* [GOAL OF THE EXERCISE]:
Repeat word for word the opening stretch of the entries, from the first line through the line containing "and target types.".
━━━ RECORDED INFORMATION ━━━
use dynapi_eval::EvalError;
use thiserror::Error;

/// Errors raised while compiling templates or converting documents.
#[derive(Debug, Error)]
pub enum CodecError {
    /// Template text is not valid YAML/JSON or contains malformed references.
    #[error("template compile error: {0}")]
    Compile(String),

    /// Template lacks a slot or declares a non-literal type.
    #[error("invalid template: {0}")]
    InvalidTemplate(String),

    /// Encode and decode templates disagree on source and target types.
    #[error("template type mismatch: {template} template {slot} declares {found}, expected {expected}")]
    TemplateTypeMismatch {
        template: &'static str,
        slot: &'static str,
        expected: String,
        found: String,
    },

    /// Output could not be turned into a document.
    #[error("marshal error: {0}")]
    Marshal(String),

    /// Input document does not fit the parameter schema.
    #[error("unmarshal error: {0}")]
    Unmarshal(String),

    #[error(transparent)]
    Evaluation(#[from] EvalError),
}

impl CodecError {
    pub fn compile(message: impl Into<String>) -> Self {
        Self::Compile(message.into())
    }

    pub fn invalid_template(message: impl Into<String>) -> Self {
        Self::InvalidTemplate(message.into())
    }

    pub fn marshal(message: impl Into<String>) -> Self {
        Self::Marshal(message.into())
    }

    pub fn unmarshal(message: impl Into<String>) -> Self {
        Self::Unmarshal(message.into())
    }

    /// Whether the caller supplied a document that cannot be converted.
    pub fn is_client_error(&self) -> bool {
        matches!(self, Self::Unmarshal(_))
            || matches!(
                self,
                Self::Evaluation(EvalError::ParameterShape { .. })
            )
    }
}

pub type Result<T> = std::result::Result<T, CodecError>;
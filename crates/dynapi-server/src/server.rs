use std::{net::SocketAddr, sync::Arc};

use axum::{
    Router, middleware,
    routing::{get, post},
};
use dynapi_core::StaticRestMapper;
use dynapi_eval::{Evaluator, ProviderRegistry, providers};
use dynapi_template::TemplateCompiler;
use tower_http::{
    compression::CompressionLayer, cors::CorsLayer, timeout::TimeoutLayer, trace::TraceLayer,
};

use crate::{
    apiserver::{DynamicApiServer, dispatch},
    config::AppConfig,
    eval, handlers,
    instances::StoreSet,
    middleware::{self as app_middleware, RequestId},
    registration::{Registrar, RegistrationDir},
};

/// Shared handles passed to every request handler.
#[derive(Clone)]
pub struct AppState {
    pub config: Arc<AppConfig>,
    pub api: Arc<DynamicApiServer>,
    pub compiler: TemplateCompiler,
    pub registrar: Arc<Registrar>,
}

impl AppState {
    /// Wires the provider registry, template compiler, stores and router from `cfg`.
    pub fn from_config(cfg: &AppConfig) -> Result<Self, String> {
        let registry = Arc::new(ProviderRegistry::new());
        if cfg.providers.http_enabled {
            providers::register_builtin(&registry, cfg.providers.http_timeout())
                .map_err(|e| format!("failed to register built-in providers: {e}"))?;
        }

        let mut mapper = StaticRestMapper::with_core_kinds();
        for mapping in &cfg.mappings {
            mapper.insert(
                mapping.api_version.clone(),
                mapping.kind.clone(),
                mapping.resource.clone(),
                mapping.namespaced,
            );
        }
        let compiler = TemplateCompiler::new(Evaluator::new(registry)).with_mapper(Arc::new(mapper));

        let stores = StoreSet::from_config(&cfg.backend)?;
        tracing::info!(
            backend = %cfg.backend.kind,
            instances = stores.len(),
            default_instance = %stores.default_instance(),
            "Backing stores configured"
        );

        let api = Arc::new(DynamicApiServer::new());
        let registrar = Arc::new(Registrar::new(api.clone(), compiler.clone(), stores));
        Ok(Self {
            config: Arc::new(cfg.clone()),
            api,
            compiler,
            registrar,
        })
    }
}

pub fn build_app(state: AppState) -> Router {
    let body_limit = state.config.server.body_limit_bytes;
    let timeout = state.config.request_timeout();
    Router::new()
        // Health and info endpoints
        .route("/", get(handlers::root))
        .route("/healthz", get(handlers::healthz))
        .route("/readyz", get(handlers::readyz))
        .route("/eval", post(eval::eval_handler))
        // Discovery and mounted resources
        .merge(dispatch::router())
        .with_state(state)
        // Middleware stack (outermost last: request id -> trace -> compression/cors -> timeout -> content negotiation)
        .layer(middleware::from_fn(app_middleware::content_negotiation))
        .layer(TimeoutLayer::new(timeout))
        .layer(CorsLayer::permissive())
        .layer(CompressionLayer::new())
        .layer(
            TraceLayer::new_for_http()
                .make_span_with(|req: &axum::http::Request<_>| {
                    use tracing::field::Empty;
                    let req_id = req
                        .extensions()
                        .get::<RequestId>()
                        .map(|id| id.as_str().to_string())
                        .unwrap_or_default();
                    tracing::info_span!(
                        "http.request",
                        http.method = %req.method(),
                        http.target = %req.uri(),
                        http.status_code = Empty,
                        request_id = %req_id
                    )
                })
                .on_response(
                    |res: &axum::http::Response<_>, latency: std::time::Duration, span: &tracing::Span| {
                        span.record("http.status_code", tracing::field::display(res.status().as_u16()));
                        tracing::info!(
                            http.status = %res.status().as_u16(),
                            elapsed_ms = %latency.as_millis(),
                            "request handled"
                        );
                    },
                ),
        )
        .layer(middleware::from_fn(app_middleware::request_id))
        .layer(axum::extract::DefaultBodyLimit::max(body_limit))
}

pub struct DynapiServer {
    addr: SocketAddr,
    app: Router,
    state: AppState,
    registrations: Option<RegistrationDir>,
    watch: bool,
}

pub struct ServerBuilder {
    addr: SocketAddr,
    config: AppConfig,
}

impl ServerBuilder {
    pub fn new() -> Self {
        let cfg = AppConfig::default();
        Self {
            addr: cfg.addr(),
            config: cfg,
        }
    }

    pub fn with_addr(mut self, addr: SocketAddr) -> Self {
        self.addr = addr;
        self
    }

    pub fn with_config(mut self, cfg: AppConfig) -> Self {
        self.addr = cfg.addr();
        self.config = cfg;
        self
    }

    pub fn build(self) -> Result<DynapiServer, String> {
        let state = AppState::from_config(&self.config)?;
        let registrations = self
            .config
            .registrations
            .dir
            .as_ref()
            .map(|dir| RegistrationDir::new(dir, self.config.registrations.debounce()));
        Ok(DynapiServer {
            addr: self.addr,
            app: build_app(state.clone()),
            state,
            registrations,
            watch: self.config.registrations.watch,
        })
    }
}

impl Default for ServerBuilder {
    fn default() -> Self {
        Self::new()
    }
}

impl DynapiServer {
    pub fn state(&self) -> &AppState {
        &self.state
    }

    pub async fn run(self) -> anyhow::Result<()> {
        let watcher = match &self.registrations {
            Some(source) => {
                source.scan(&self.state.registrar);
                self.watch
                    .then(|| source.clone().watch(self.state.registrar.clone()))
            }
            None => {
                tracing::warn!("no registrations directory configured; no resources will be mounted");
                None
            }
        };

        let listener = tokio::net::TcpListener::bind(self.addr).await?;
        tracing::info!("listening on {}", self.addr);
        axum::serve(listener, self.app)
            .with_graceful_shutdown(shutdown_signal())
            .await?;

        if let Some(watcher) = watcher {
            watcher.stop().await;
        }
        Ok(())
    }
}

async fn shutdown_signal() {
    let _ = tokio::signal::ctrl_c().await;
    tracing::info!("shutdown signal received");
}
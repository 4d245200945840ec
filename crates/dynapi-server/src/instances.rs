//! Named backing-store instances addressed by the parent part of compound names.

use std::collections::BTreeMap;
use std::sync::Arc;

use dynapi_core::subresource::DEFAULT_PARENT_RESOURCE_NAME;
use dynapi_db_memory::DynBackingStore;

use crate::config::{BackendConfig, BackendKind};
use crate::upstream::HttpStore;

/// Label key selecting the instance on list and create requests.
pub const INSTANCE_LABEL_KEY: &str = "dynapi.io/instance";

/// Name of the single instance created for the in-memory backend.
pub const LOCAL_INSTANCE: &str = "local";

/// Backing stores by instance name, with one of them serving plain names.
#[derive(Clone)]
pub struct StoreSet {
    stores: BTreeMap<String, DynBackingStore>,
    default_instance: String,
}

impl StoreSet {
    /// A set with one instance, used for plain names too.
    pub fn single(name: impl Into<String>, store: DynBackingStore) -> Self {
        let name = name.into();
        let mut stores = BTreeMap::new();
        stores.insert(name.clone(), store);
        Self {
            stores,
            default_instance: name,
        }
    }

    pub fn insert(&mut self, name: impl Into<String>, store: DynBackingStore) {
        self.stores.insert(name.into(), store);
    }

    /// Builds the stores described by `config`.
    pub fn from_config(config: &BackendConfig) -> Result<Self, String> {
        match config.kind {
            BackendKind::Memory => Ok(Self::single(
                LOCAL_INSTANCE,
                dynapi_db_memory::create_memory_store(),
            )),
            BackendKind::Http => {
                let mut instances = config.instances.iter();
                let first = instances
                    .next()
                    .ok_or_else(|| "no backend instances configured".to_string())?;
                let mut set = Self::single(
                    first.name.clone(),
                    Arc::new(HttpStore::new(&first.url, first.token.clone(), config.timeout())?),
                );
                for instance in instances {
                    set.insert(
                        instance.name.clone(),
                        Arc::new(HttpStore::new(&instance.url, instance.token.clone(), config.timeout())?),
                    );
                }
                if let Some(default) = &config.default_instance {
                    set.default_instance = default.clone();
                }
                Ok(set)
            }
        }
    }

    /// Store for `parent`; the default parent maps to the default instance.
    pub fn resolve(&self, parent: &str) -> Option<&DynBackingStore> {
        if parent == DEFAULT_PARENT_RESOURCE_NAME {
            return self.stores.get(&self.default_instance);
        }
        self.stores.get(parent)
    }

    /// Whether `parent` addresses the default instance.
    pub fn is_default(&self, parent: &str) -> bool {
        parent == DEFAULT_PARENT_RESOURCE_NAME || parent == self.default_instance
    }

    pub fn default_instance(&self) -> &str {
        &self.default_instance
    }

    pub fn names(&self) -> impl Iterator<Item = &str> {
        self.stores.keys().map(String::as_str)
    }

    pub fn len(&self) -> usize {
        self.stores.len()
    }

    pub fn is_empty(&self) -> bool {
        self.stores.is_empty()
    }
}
━━━
* [TASK OUTPUT]:
use dynapi_eval::EvalError;
use thiserror::Error;

/// Errors raised while compiling templates or converting documents.
#[derive(Debug, Error)]
pub enum CodecError {
    /// Template text is not valid YAML/JSON or contains malformed references.
    #[error("template compile error: {0}")]
    Compile(String),

    /// Template lacks a slot or declares a non-literal type.
    #[error("invalid template: {0}")]
    InvalidTemplate(String),

    /// Encode and decode templates disagree on source and target types.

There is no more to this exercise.